WHAT THE TASK REQUIRES: Output each entry in full so that the result matches the data exactly.

[Collected data entries]
_____

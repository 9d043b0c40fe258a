//! Constructors for the common kinds of [Injection].
//!
//! | helper                  | injected value                  |
//! |-------------------------|---------------------------------|
//! | [inject]                | value bound to the key          |
//! | [inject_filter]         | `Vec<Instance>` of all matches  |
//! | [inject_tag]            | `Vec<Instance>` of tagged ones  |
//! | [inject_view]           | an open [ContextView]           |
//! | [inject_context]        | the resolution [Context]        |
//! | [inject_getter]         | [Getter] for the key            |
//! | [inject_getter_by_filter] | [Getter] for all matches      |
//! | [inject_setter]         | [Setter] for the key            |
//! | [inject_binding]        | the [Binding] itself            |

use std::rc::Rc;

use crate::{
    binding::ResolutionOptions,
    binding_filter::{BindingFilter, TagFilter},
    context::Context,
    injection::{BindingSelector, Injection},
    resolution_session::ResolutionSession,
    resolver::getter::{find_or_create_binding, BindingCreationPolicy, Getter, Setter},
    types::Instance,
    value_promise::{Resolved, ValueOrPromise},
    view::ContextView,
};

/// Injects the value of `key`, which may carry a `#` property path
pub fn inject(key: impl Into<String>) -> Injection {
    Injection::new(Some(BindingSelector::Key(key.into())))
}

/// Injects the values of every binding matching `filter`
pub fn inject_filter(filter: impl Into<BindingFilter>) -> Injection {
    Injection::new(Some(BindingSelector::Filter(filter.into())))
}

pub fn inject_tag(tag: impl Into<TagFilter>) -> Injection {
    inject_filter(BindingFilter::by_tag(tag)).with_decorator("@inject.tag")
}

/// Injects a live view, sorted by the injection's comparator
pub fn inject_view(filter: impl Into<BindingFilter>) -> Injection {
    inject_filter(filter)
        .with_decorator("@inject.view")
        .with_resolver(|ctx, injection, _| {
            let filter = selector_filter(injection);
            let view = ctx.create_view(filter, injection.metadata.binding_comparator.clone());
            Ok(ValueOrPromise::Value(Some(Instance::new(view))))
        })
}

/// Injects the context the dependent is resolved in
pub fn inject_context() -> Injection {
    Injection::new(None)
        .with_decorator("@inject.context")
        .with_resolver(|ctx, _, _| Ok(ValueOrPromise::Value(Some(Instance::new(ctx.clone())))))
}

/// Injects a [Getter] resolving `key` on every call.
///
/// The getter continues a fork of the session it was injected with, so a cycle
/// through the getter is still reported.
pub fn inject_getter(key: impl Into<String>) -> Injection {
    inject(key)
        .with_decorator("@inject.getter")
        .with_resolver(|ctx, injection, session| {
            let key = injection.binding_key().unwrap_or_default().to_string();
            let options = ResolutionOptions {
                session: Some(session.fork()),
                optional: injection.metadata.optional,
                as_proxy_with_interceptors: injection.metadata.as_proxy_with_interceptors,
            };
            let ctx = ctx.clone();
            let getter: Getter = Getter::new(move || ctx.get_value_or_promise(key.as_str(), options.clone()));
            Ok(ValueOrPromise::Value(Some(Instance::new(getter))))
        })
}

/// Injects a `Getter<Vec<Instance>>` over a live view of `filter`
pub fn inject_getter_by_filter(filter: impl Into<BindingFilter>) -> Injection {
    inject_filter(filter)
        .with_decorator("@inject.getter")
        .with_resolver(|ctx, injection, session| {
            let view = ContextView::new(
                ctx,
                selector_filter(injection),
                injection.metadata.binding_comparator.clone(),
            );
            view.open();
            let getter = view.as_getter(Some(session));
            Ok(ValueOrPromise::Value(Some(Instance::new(getter))))
        })
}

/// Injects a [Setter] for `key` that binds in the resolution context when needed
pub fn inject_setter(key: impl Into<String>) -> Injection {
    inject_setter_with(key, BindingCreationPolicy::default())
}

pub fn inject_setter_with(key: impl Into<String>, policy: BindingCreationPolicy) -> Injection {
    inject(key)
        .with_decorator("@inject.setter")
        .with_resolver(move |ctx, injection, _| {
            let key = injection.binding_key().unwrap_or_default();
            Ok(ValueOrPromise::Value(Some(Instance::new(Setter::new(ctx, key, policy)))))
        })
}

/// Injects the binding of `key`, creating it in the resolution context if needed
pub fn inject_binding(key: impl Into<String>) -> Injection {
    inject_binding_with(key, BindingCreationPolicy::default())
}

pub fn inject_binding_with(key: impl Into<String>, policy: BindingCreationPolicy) -> Injection {
    inject(key)
        .with_decorator("@inject.binding")
        .with_resolver(move |ctx, injection, _| {
            let key = injection.binding_key().unwrap_or_default();
            let binding = find_or_create_binding(ctx, key, policy)?;
            Ok(ValueOrPromise::Value(Some(Instance::new(binding))))
        })
}

fn selector_filter(injection: &Injection) -> BindingFilter {
    injection.filter().cloned().unwrap_or_else(BindingFilter::all)
}

/// Resolves a single injection from `ctx` outside of any class, e.g. for method
/// parameters
pub fn resolve_standalone(
    ctx: &Context,
    injection: Injection,
    session: Option<&ResolutionSession>,
) -> Resolved<Option<Instance>> {
    super::resolve_injection(ctx, Rc::new(injection), session)
}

_____

ANSWER:
repository 9d043b0c40fe258a
//! Constructors for the common kinds of [Injection].
//!
//! | helper                  | injected value                  |
//! |-------------------------|---------------------------------|
//! | [inject]                | value bound to the key          |
//! | [inject_filter]         | `Vec<Instance>` of all matches  |
//! | [inject_tag]            | `Vec<Instance>` of tagged ones  |
//! | [inject_view]           | an open [ContextView]           |
//! | [inject_context]        | the resolution [Context]        |
//! | [inject_getter]         | [Getter] for the key            |
//! | [inject_getter_by_filter] | [Getter] for all matches      |
//! | [inject_setter]         | [Setter] for the key            |
//! | [inject_binding]        | the [Binding] itself            |

use std::rc::Rc;

use crate::{
    binding::ResolutionOptions,
    binding_filter::{BindingFilter, TagFilter},
    context::Context,
    injection::{BindingSelector, Injection},
    resolution_session::ResolutionSession,
    resolver::getter::{find_or_create_binding, BindingCreationPolicy, Getter, Setter},
    types::Instance,
    value_promise::{Resolved, ValueOrPromise},
    view::ContextView,
};

/// Injects the value of `key`, which may carry a `#` property path
pub fn inject(key: impl Into<String>) -> Injection {
    Injection::new(Some(BindingSelector::Key(key.into())))
}

/// Injects the values of every binding matching `filter`
pub fn inject_filter(filter: impl Into<BindingFilter>) -> Injection {
    Injection::new(Some(BindingSelector::Filter(filter.into())))
}

pub fn inject_tag(tag: impl Into<TagFilter>) -> Injection {
    inject_filter(BindingFilter::by_tag(tag)).with_decorator("@inject.tag")
}

/// Injects a live view, sorted by the injection's comparator
pub fn inject_view(filter: impl Into<BindingFilter>) -> Injection {
    inject_filter(filter)
        .with_decorator("@inject.view")
        .with_resolver(|ctx, injection, _| {
            let filter = selector_filter(injection);
            let view = ctx.create_view(filter, injection.metadata.binding_comparator.clone());
            Ok(ValueOrPromise::Value(Some(Instance::new(view))))
        })
}

/// Injects the context the dependent is resolved in
pub fn inject_context() -> Injection {
    Injection::new(None)
        .with_decorator("@inject.context")
        .with_resolver(|ctx, _, _| Ok(ValueOrPromise::Value(Some(Instance::new(ctx.clone())))))
}

/// Injects a [Getter] resolving `key` on every call.
///
/// The getter continues a fork of the session it was injected with, so a cycle
/// through the getter is still reported.
pub fn inject_getter(key: impl Into<String>) -> Injection {
    inject(key)
        .with_decorator("@inject.getter")
        .with_resolver(|ctx, injection, session| {
            let key = injection.binding_key().unwrap_or_default().to_string();
            let options = ResolutionOptions {
                session: Some(session.fork()),
                optional: injection.metadata.optional,
                as_proxy_with_interceptors: injection.metadata.as_proxy_with_interceptors,
            };
            let ctx = ctx.clone();
            let getter: Getter = Getter::new(move || ctx.get_value_or_promise(key.as_str(), options.clone()));
            Ok(ValueOrPromise::Value(Some(Instance::new(getter))))
        })
}

/// Injects a `Getter<Vec<Instance>>` over a live view of `filter`
pub fn inject_getter_by_filter(filter: impl Into<BindingFilter>) -> Injection {
    inject_filter(filter)
        .with_decorator("@inject.getter")
        .with_resolver(|ctx, injection, session| {
            let view = ContextView::new(
                ctx,
                selector_filter(injection),
                injection.metadata.binding_comparator.clone(),
            );
            view.open();
            let getter = view.as_getter(Some(session));
            Ok(ValueOrPromise::Value(Some(Instance::new(getter))))
        })
}

/// Injects a [Setter] for `key` that binds in the resolution context when needed
pub fn inject_setter(key: impl Into<String>) -> Injection {
    inject_setter_with(key, BindingCreationPolicy::default())
}

pub fn inject_setter_with(key: impl Into<String>, policy: BindingCreationPolicy) -> Injection {
    inject(key)
        .with_decorator("@inject.setter")
        .with_resolver(move |ctx, injection, _| {
            let key = injection.binding_key().unwrap_or_default();
            Ok(ValueOrPromise::Value(Some(Instance::new(Setter::new(ctx, key, policy)))))
        })
}

/// Injects the binding of `key`, creating it in the resolution context if needed
pub fn inject_binding(key: impl Into<String>) -> Injection {
    inject_binding_with(key, BindingCreationPolicy::default())
}

pub fn inject_binding_with(key: impl Into<String>, policy: BindingCreationPolicy) -> Injection {
    inject(key)
        .with_decorator("@inject.binding")
        .with_resolver(move |ctx, injection, _| {
            let key = injection.binding_key().unwrap_or_default();
            let binding = find_or_create_binding(ctx, key, policy)?;
            Ok(ValueOrPromise::Value(Some(Instance::new(binding))))
        })
}

fn selector_filter(injection: &Injection) -> BindingFilter {
    injection.filter().cloned().unwrap_or_else(BindingFilter::all)
}

/// Resolves a single injection from `ctx` outside of any class, e.g. for method
/// parameters
pub fn resolve_standalone(
    ctx: &Context,
    injection: Injection,
    session: Option<&ResolutionSession>,
) -> Resolved<Option<Instance>> {
    super::resolve_injection(ctx, Rc::new(injection), session)
}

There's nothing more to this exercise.